EXERCISE OBJECTIVE: In the data below, find every line with the word "HttpServer" and copy it.

§

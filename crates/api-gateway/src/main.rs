//! API Gateway for FlakeGuard
//!
//! Webhook intake plus the read-side REST surface for dashboards and
//! quarantine planning.

use actix_web::{middleware::Logger, web, App, HttpServer};
use anyhow::Context;
use std::sync::Arc;

use api_gateway::middleware::{self, metrics::PrometheusMetrics};
use api_gateway::routes;
use api_gateway::state::AppState;
use shared::cache::EntityCache;
use shared::queue::RedisJobQueue;
use shared::{db, Config};

#[actix_web::main]
async fn main() -> anyhow::Result<()> {
    // Initialize tracing
    shared::init_tracing();

    tracing::info!("Starting API Gateway...");

    // Load configuration
    let config = Config::from_env().context("Failed to load configuration")?;

    // Create database connection pool
    let db_pool = db::create_pool(&config.database)
        .await
        .context("Failed to create database pool")?;

    // Run database migrations
    db::run_migrations(&db_pool)
        .await
        .context("Failed to run database migrations")?;

    // Check database health
    db::check_health(&db_pool)
        .await
        .context("Database health check failed")?;

    // Redis backs the job queue and the best-effort read caches
    let redis_client = redis::Client::open(config.redis.connection_url())
        .context("Failed to create Redis client")?;
    let redis_conn = redis_client
        .get_connection_manager()
        .await
        .context("Failed to connect to Redis")?;
    tracing::info!("Connected to Redis");

    let queue = Arc::new(RedisJobQueue::new(redis_conn.clone(), db_pool.clone()));
    let cache = EntityCache::new(redis_conn, None);

    // Install the Prometheus recorder before any request lands
    let _prometheus = api_gateway::middleware::metrics::init_metrics();

    let state = AppState::new(db_pool, queue, Some(cache), config.clone());

    let server_addr = format!("{}:{}", config.server.host, config.server.port);
    tracing::info!("API Gateway listening on {}", server_addr);

    HttpServer::new(move || {
        App::new()
            // Add logger middleware
            .wrap(Logger::default())
            // Request metrics (counter, histogram, in-flight gauge)
            .wrap(PrometheusMetrics::new())
            // Add CORS middleware
            .wrap(middleware::cors())
            // Webhook bodies are modest; 1MB cap matches the provider's
            .app_data(web::PayloadConfig::new(1_048_576))
            .app_data(web::JsonConfig::default().limit(1_048_576))
            .app_data(web::Data::new(state.clone()))
            // Configure routes
            .configure(routes::configure)
    })
    .bind(&server_addr)
    .with_context(|| format!("Failed to bind to {}", server_addr))?
    .run()
    .await
    .context("Server error")?;

    tracing::info!("API Gateway shutdown complete");

    Ok(())
}
//! Shared library for FlakeGuard backend services
//!
//! This crate provides common functionality used across all backend services:
//! - Database connection pooling and utilities
//! - Common data models matching the PostgreSQL schema
//! - Entity stores for persistence
//! - Error handling types
//! - Configuration management
//! - Logging infrastructure
//! - Durable job queue primitives shared by the gateway and workers

pub mod cache;
pub mod config;
pub mod db;
pub mod error;
pub mod jobs;
pub mod models;
pub mod queue;
pub mod stores;

// Re-export commonly used types
pub use config::Config;
pub use db::DbPool;
pub use error::{Error, Result};
pub use jobs::{JobPayload, ARTIFACT_PROCESS_QUEUE, POLLING_QUEUE, WEBHOOK_EVENTS_QUEUE};
pub use queue::{JobEnvelope, Priority};

/// Initialize tracing subscriber for structured logging
pub fn init_tracing() {
    use tracing_subscriber::{layer::SubscriberExt, util::SubscriberInitExt};

    tracing_subscriber::registry()
        .with(
            tracing_subscriber::EnvFilter::try_from_default_env().unwrap_or_else(|_| {
                "shared=debug,api_gateway=debug,ingest_workers=debug,github_client=debug,info"
                    .into()
            }),
        )
        .with(tracing_subscriber::fmt::layer())
        .init();
}
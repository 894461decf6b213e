//! OpenAPI document for the REST surface

use utoipa::OpenApi;

use crate::handlers;
use crate::models;

#[derive(OpenApi)]
#[openapi(
    paths(
        handlers::health::health_check,
        handlers::health::openapi_json,
        handlers::quarantine::plan,
        handlers::quarantine::policy,
    ),
    components(schemas(
        handlers::health::HealthResponse,
        models::WebhookResponse,
        models::QuarantinePlanRequest,
        models::QuarantinePlanResponse,
        models::PlanEntry,
        models::PolicyDto,
    )),
    tags(
        (name = "Health", description = "Service health"),
        (name = "Discovery", description = "API self-description"),
        (name = "Quarantine", description = "Quarantine plans and policy")
    ),
    info(
        title = "FlakeGuard API",
        description = "Flaky-test analytics and quarantine planning"
    )
)]
pub struct ApiDoc;

#[cfg(test)]
mod tests {
    use super::*;

    #[test]
    fn test_openapi_document_builds() {
        let doc = ApiDoc::openapi();
        let json = doc.to_json().unwrap();
        assert!(json.contains("/api/v1/quarantine/plan"));
        assert!(json.contains("FlakeGuard API"));
    }
}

§

EXERCISE ANSWER:
use actix_web::{middleware::Logger, web, App, HttpServer};
    HttpServer::new(move || {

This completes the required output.